Il dottor Bisturi avvicinò il riflettore per poter osservare bene l'interno della bocca. Verificò i denti uno a uno, gettando aria con il compressore ogni volta che vedeva qualcosa di sospetto. Il molare cariato apparve davanti ai suoi occhi. La faccia del dottore espresse sorpresa pensando al dolore che aveva sopportato, e ancora di più sapendo chi era Peter, che conosceva perfettamente non solo come paziente, ma anche perché l'aveva frequentato in alcune riunioni sociali.
— Questo richiede abbastanza lavoro — disse a se stesso e poi guardò l'orologio sul muro, che segnava le dieci meno venti —. Ora le addormenterò la zona affinché non senta dolore.

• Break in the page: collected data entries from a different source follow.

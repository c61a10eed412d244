//! Bundle fixtures shared by the replay tests.

use std::fs;
use std::path::{Path, PathBuf};
use tempfile::TempDir;

/// A bundle on disk with an `api-resources` directory
pub struct TestBundle {
    pub dir: TempDir,
}

impl TestBundle {
    pub fn new() -> Self {
        let dir = TempDir::new().unwrap();
        fs::create_dir_all(dir.path().join("cluster-data/api-resources")).unwrap();
        TestBundle { dir }
    }

    pub fn root(&self) -> &Path {
        self.dir.path()
    }

    pub fn resources(&self) -> PathBuf {
        self.root().join("cluster-data/api-resources")
    }

    pub fn write(&self, file_name: &str, contents: &str) -> &Self {
        fs::write(self.resources().join(file_name), contents).unwrap();
        self
    }
}

/// One list item as YAML, indented for an `items:` list
pub fn item(api_version: &str, kind: &str, name: &str, namespace: Option<&str>) -> String {
    let mut out = format!(
        "- apiVersion: {}\n  kind: {}\n  metadata:\n    name: \"{}\"\n",
        api_version, kind, name
    );
    if let Some(ns) = namespace {
        out.push_str(&format!("    namespace: \"{}\"\n", ns));
    }
    out
}

/// A resource file document holding `items`
pub fn list(items: &[String]) -> String {
    if items.is_empty() {
        return "apiVersion: v1\nkind: List\nitems: []\n".to_string();
    }
    format!("apiVersion: v1\nkind: List\nitems:\n{}", items.concat())
}

/// The bundle used across tests: one pod, one node, one secret
pub fn standard_bundle() -> TestBundle {
    let bundle = TestBundle::new();
    bundle
        .write(
            "pods.yaml",
            &list(&[item("v1", "Pod", "web-1", Some("default"))]),
        )
        .write("nodes.yaml", &list(&[item("v1", "Node", "node-a", None)]))
        .write(
            "secrets.yaml",
            &list(&[item("v1", "Secret", "token", Some("default"))]),
        );
    bundle
}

— Non ce n'è bisogno — disse Peter facendo cenno di alzarsi —. Dobbiamo andare.
— Le consiglio di non andare. Ora possiamo ancora salvare questo elemento, ma se lo lascia per più in là, dovrò sicuramente estrarlo — commentò il dottore.
Nel giro di pochi secondi Peter si immaginò torturato da un dentista che gli strappava il molare, ma fu la presenza di suo figlio che lo fece accomodare di nuovo sulla poltrona.